Collected data entries:
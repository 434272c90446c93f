/*
 * Responsibility
 * - Shared context bound to the Router (AppState)
 * - Holds the collaborator clients behind their seam traits so tests can
 *   swap in stubs
 * - Clone is cheap (Arc all the way down)
 */
use std::sync::Arc;
use std::time::Duration;

use crate::services::content::ContentStore;
use crate::services::session::SessionResolver;
use crate::services::webhook::SignatureValidator;

/// Static gate configuration, fixed at startup.
#[derive(Debug, Clone)]
pub struct GateSettings {
    pub protected_prefixes: Vec<String>,
    pub role_lookup_timeout: Duration,
}

#[derive(Clone)]
pub struct AppState {
    pub content: Arc<dyn ContentStore>,
    pub sessions: Arc<dyn SessionResolver>,
    pub gate: Arc<GateSettings>,
    pub webhook_signatures: SignatureValidator,
}

impl AppState {
    pub fn new(
        content: Arc<dyn ContentStore>,
        sessions: Arc<dyn SessionResolver>,
        gate: GateSettings,
        webhook_signatures: SignatureValidator,
    ) -> Self {
        Self {
            content,
            sessions,
            gate: Arc::new(gate),
            webhook_signatures,
        }
    }
}
/*
 * Responsibility
 * - Client for the headless content/document store (holds all portal data)
 * - client: the trait + wire types, http: the reqwest implementation
 */
pub mod client;
pub mod http;

pub use client::{AssetKind, AssetRef, ContentError, ContentResult, ContentStore, Mutation};
pub use http::HttpContentStore;
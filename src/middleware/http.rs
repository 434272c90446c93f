//! HTTP-level middleware (cross-cutting transport concerns).
//!
//! Responsibility:
//! - Request-Id generation + propagation (X-Request-Id)
//! - Access logging / request tracing (TraceLayer)
//! - Body size limit (submission payloads carry base64 files, so the limit
//!   is configurable rather than a hardcoded 1 MiB)
//! - Global timeout

use axum::Router;
use axum::error_handling::HandleErrorLayer;
use axum::http::{StatusCode, header::HeaderName};
use tower::timeout::TimeoutLayer;
use tower::{BoxError, ServiceBuilder};
use tower_http::limit::RequestBodyLimitLayer;
use tower_http::request_id::{MakeRequestUuid, PropagateRequestIdLayer, SetRequestIdLayer};
use tower_http::trace::TraceLayer;

use crate::config::Config;

/// Apply HTTP-level middleware to the given Router.
pub fn apply(router: Router, config: &Config) -> Router {
    let request_id_header = HeaderName::from_static("x-request-id");

    let layers = ServiceBuilder::new()
        // Make the service error `Infallible` by converting errors into responses.
        .layer(HandleErrorLayer::new(|err: BoxError| async move {
            if err.is::<tower::timeout::error::Elapsed>() {
                StatusCode::REQUEST_TIMEOUT
            } else {
                StatusCode::INTERNAL_SERVER_ERROR
            }
        }))
        // Generate a request id if missing, then propagate it to the response.
        .layer(SetRequestIdLayer::new(
            request_id_header.clone(),
            MakeRequestUuid,
        ))
        .layer(PropagateRequestIdLayer::new(request_id_header))
        .layer(RequestBodyLimitLayer::new(config.request_body_limit_bytes))
        // Bound request time (protects against hanging upstreams / slow clients).
        .layer(TimeoutLayer::new(config.request_timeout))
        // Access log / tracing for all requests.
        .layer(TraceLayer::new_for_http());

    router.layer(layers)
}
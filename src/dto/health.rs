use serde::Serialize;

use crate::services::sync_engine::SyncStatus;

/// Health response returned by the `/healthcheck` route.
#[derive(Debug, Serialize, PartialEq, Eq)]
pub struct HealthResponse {
    /// Sync mode (`synced`, `degraded` or `initializing`).
    pub status: String,
    /// Whether a backend call is in progress.
    pub loading: bool,
}

impl From<&SyncStatus> for HealthResponse {
    fn from(status: &SyncStatus) -> Self {
        Self {
            status: status.mode.label().to_string(),
            loading: status.is_loading,
        }
    }
}
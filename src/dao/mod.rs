/// Match record persistence backends.
pub mod match_store;
/// Persisted record definitions.
pub mod models;
/// Storage error contract shared by every backend.
pub mod storage;
//! Drives the match clock while it is running.

use std::{sync::Arc, time::Duration};

use tokio::{
    sync::watch,
    task::JoinHandle,
    time::{Instant, MissedTickBehavior, interval_at},
};
use tracing::{debug, info};

use crate::state::{
    intents::{Intent, IntentOrigin},
    store::MatchStateStore,
};

const TICK_PERIOD: Duration = Duration::from_secs(1);

/// Spawn the process-wide clock ticker.
pub fn spawn(store: Arc<MatchStateStore>, shutdown: watch::Receiver<bool>) -> JoinHandle<()> {
    tokio::spawn(run(store, shutdown))
}

/// Dispatch one time-derived [`Intent::Tick`] per elapsed second while the
/// clock runs.
///
/// The running flag is read from the store, so a clock started by a reloaded
/// document keeps ticking without any local gesture.
pub async fn run(store: Arc<MatchStateStore>, mut shutdown: watch::Receiver<bool>) {
    let mut states = store.watch();

    loop {
        let running = states.borrow_and_update().timer.is_running;

        if running {
            debug!("clock started");
            let mut ticks = interval_at(Instant::now() + TICK_PERIOD, TICK_PERIOD);
            ticks.set_missed_tick_behavior(MissedTickBehavior::Burst);

            loop {
                tokio::select! {
                    changed = shutdown.changed() => {
                        if changed.is_err() || *shutdown.borrow() {
                            info!("clock ticker stopped");
                            return;
                        }
                    }
                    changed = states.changed() => {
                        if changed.is_err() {
                            return;
                        }
                        if !states.borrow_and_update().timer.is_running {
                            debug!("clock stopped");
                            break;
                        }
                    }
                    _ = ticks.tick() => {
                        store.apply(Intent::Tick, IntentOrigin::TimeDerived);
                    }
                }
            }
        } else {
            tokio::select! {
                changed = shutdown.changed() => {
                    if changed.is_err() || *shutdown.borrow() {
                        info!("clock ticker stopped");
                        return;
                    }
                }
                changed = states.changed() => {
                    if changed.is_err() {
                        return;
                    }
                }
            }
        }
    }
}

#[cfg(test)]
mod tests {
    use super::*;
    use crate::state::match_state::{ClockField, MatchState};

    async fn pass(duration: Duration) {
        tokio::time::sleep(duration).await;
        for _ in 0..8 {
            tokio::task::yield_now().await;
        }
    }

    fn start() -> (Arc<MatchStateStore>, watch::Sender<bool>, JoinHandle<()>) {
        let store = Arc::new(MatchStateStore::default());
        let (shutdown, shutdown_rx) = watch::channel(false);
        let task = spawn(store.clone(), shutdown_rx);
        (store, shutdown, task)
    }

    #[tokio::test(start_paused = true)]
    async fn ticks_once_per_second_while_running() {
        let (store, shutdown, task) = start();
        pass(Duration::from_millis(10)).await;

        store.apply(Intent::StartClock, IntentOrigin::Local);
        pass(Duration::from_millis(3_500)).await;
        assert_eq!(store.snapshot().timer.seconds, 3);

        store.apply(Intent::StopClock, IntentOrigin::Local);
        pass(Duration::from_secs(5)).await;
        assert_eq!(store.snapshot().timer.seconds, 3);

        shutdown.send_replace(true);
        task.await.unwrap();
    }

    #[tokio::test(start_paused = true)]
    async fn carries_seconds_into_minutes() {
        let (store, shutdown, task) = start();
        store.apply(
            Intent::AdjustClock {
                field: ClockField::Seconds,
                delta: 58,
            },
            IntentOrigin::Local,
        );
        store.apply(Intent::StartClock, IntentOrigin::Local);
        pass(Duration::from_millis(2_100)).await;

        let timer = store.snapshot().timer;
        assert_eq!((timer.minutes, timer.seconds), (1, 0));

        shutdown.send_replace(true);
        task.await.unwrap();
    }

    #[tokio::test(start_paused = true)]
    async fn loaded_running_clock_keeps_ticking() {
        let (store, shutdown, task) = start();
        pass(Duration::from_millis(10)).await;

        let mut loaded = MatchState::default();
        loaded.timer.minutes = 45;
        loaded.timer.is_running = true;
        store.apply(Intent::Load(loaded), IntentOrigin::External);
        pass(Duration::from_millis(2_500)).await;

        let timer = store.snapshot().timer;
        assert_eq!((timer.minutes, timer.seconds), (45, 2));

        shutdown.send_replace(true);
        task.await.unwrap();
    }

    #[tokio::test(start_paused = true)]
    async fn starting_twice_does_not_double_the_rate() {
        let (store, shutdown, task) = start();
        pass(Duration::from_millis(10)).await;

        store.apply(Intent::StartClock, IntentOrigin::Local);
        pass(Duration::from_millis(500)).await;
        store.apply(Intent::StartClock, IntentOrigin::Local);
        pass(Duration::from_millis(1_700)).await;

        assert_eq!(store.snapshot().timer.seconds, 2);

        shutdown.send_replace(true);
        task.await.unwrap();
    }
}
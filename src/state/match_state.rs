use serde::{Deserialize, Serialize};

/// Highest value the match clock minutes can reach.
pub const MAX_MINUTES: u32 = 99;
/// Highest value the match clock seconds can reach.
pub const MAX_SECONDS: u32 = 59;
/// Maximum number of red cards shown per team.
pub const MAX_RED_CARDS: u32 = 4;
/// Maximum number of added minutes announced by the fourth official.
pub const MAX_EXTRA_TIME: u32 = 15;
/// Maximum number of characters of a team short name.
pub const MAX_NAME_CHARS: usize = 4;

/// Which team an intent targets.
#[derive(Debug, Clone, Copy, PartialEq, Eq, Serialize, Deserialize)]
#[serde(rename_all = "snake_case")]
pub enum Side {
    /// Team shown on the left of the overlay.
    Home,
    /// Team shown on the right of the overlay.
    Away,
}

/// Field of the match clock targeted by a manual adjustment.
#[derive(Debug, Clone, Copy, PartialEq, Eq, Serialize, Deserialize)]
#[serde(rename_all = "snake_case")]
pub enum ClockField {
    /// Whole minutes.
    Minutes,
    /// Seconds within the current minute.
    Seconds,
}

/// Half currently being played, serialized with the broadcast short codes.
#[derive(Debug, Clone, Copy, PartialEq, Eq, Default, Serialize, Deserialize)]
pub enum Period {
    /// First half (`1T`).
    #[default]
    #[serde(rename = "1T")]
    FirstHalf,
    /// Second half (`2T`).
    #[serde(rename = "2T")]
    SecondHalf,
}

impl Period {
    /// Short code displayed on the overlay.
    pub fn code(self) -> &'static str {
        match self {
            Period::FirstHalf => "1T",
            Period::SecondHalf => "2T",
        }
    }
}

/// Per-team block of the scoreboard.
#[derive(Debug, Clone, PartialEq, Eq, Serialize, Deserialize)]
#[serde(rename_all = "camelCase")]
pub struct TeamState {
    /// Opaque image payload (usually a `data:` URL).
    pub logo: Option<String>,
    /// Short name, at most [`MAX_NAME_CHARS`] upper-case characters.
    pub name: String,
    /// Goals scored.
    pub score: u32,
    /// Red cards received, in `0..=MAX_RED_CARDS`.
    pub red_cards: u32,
}

impl TeamState {
    fn named(name: &str) -> Self {
        Self {
            logo: None,
            name: name.to_string(),
            score: 0,
            red_cards: 0,
        }
    }
}

/// Count-up match clock.
#[derive(Debug, Clone, Copy, PartialEq, Eq, Default, Serialize, Deserialize)]
#[serde(rename_all = "camelCase")]
pub struct ClockState {
    /// Elapsed minutes, in `0..=MAX_MINUTES`.
    pub minutes: u32,
    /// Elapsed seconds, in `0..=MAX_SECONDS`.
    pub seconds: u32,
    /// Whether the clock ticker should advance the clock.
    pub is_running: bool,
}

impl ClockState {
    /// Render the clock as `MM:SS`.
    pub fn display(&self) -> String {
        format!("{:02}:{:02}", self.minutes, self.seconds)
    }
}

/// Penalty shoot-out block, only shown when `active`.
#[derive(Debug, Clone, Copy, PartialEq, Eq, Default, Serialize, Deserialize)]
#[serde(rename_all = "camelCase")]
pub struct PenaltyShootout {
    /// Whether the shoot-out panel is displayed.
    pub active: bool,
    /// Penalties converted by the home team.
    pub home_score: u32,
    /// Penalties converted by the away team.
    pub away_score: u32,
}

/// The single synchronized scoreboard document.
#[derive(Debug, Clone, PartialEq, Eq, Serialize, Deserialize)]
#[serde(rename_all = "camelCase")]
pub struct MatchState {
    /// Home team block.
    pub home_team: TeamState,
    /// Away team block.
    pub away_team: TeamState,
    /// Match clock.
    pub timer: ClockState,
    /// Half being played.
    pub period: Period,
    /// Added minutes, in `0..=MAX_EXTRA_TIME`.
    pub extra_time: u32,
    /// Penalty shoot-out panel.
    pub penalties: PenaltyShootout,
}

impl Default for MatchState {
    /// HOME 0 – AWAY 0, clock stopped at 00:00, first half, no penalties.
    fn default() -> Self {
        Self {
            home_team: TeamState::named("HOME"),
            away_team: TeamState::named("AWAY"),
            timer: ClockState::default(),
            period: Period::FirstHalf,
            extra_time: 0,
            penalties: PenaltyShootout::default(),
        }
    }
}

impl MatchState {
    /// Borrow the block of the given team.
    pub fn team(&self, side: Side) -> &TeamState {
        match side {
            Side::Home => &self.home_team,
            Side::Away => &self.away_team,
        }
    }

    pub(crate) fn team_mut(&mut self, side: Side) -> &mut TeamState {
        match side {
            Side::Home => &mut self.home_team,
            Side::Away => &mut self.away_team,
        }
    }

    /// Penalty score of the given team.
    pub fn penalty_score(&self, side: Side) -> u32 {
        match side {
            Side::Home => self.penalties.home_score,
            Side::Away => self.penalties.away_score,
        }
    }

    /// Added time as shown on the overlay (`+N`), empty when none.
    pub fn extra_time_display(&self) -> String {
        if self.extra_time > 0 {
            format!("+{}", self.extra_time)
        } else {
            String::new()
        }
    }
}

/// Upper-case a team name and keep its first [`MAX_NAME_CHARS`] characters.
pub fn normalize_team_name(raw: &str) -> String {
    raw.to_uppercase().chars().take(MAX_NAME_CHARS).collect()
}

/// Clamp a requested counter value into `0..=max`.
pub(crate) fn clamp_count(value: i64, max: u32) -> u32 {
    value.clamp(0, i64::from(max)) as u32
}

#[cfg(test)]
mod tests {
    use super::*;

    #[test]
    fn default_state_matches_wire_document() {
        let value = serde_json::to_value(MatchState::default()).unwrap();
        assert_eq!(
            value,
            serde_json::json!({
                "homeTeam": { "logo": null, "name": "HOME", "score": 0, "redCards": 0 },
                "awayTeam": { "logo": null, "name": "AWAY", "score": 0, "redCards": 0 },
                "timer": { "minutes": 0, "seconds": 0, "isRunning": false },
                "period": "1T",
                "extraTime": 0,
                "penalties": { "active": false, "homeScore": 0, "awayScore": 0 }
            })
        );
    }

    #[test]
    fn team_names_are_truncated_and_uppercased() {
        assert_eq!(normalize_team_name("brazil"), "BRAZ");
        assert_eq!(normalize_team_name("fc"), "FC");
        assert_eq!(normalize_team_name(""), "");
        assert_eq!(normalize_team_name("são paulo"), "SÃO ");
    }

    #[test]
    fn display_helpers() {
        let mut state = MatchState::default();
        state.timer.minutes = 7;
        state.timer.seconds = 5;
        assert_eq!(state.timer.display(), "07:05");
        assert_eq!(state.extra_time_display(), "");
        state.extra_time = 3;
        assert_eq!(state.extra_time_display(), "+3");
        assert_eq!(Period::SecondHalf.code(), "2T");
    }
}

Task statement –
The answer must be every line of the data that holds the word "ClockField".

The answer –
    use crate::state::match_state::{ClockField, MatchState};
                field: ClockField::Seconds,
pub enum ClockField {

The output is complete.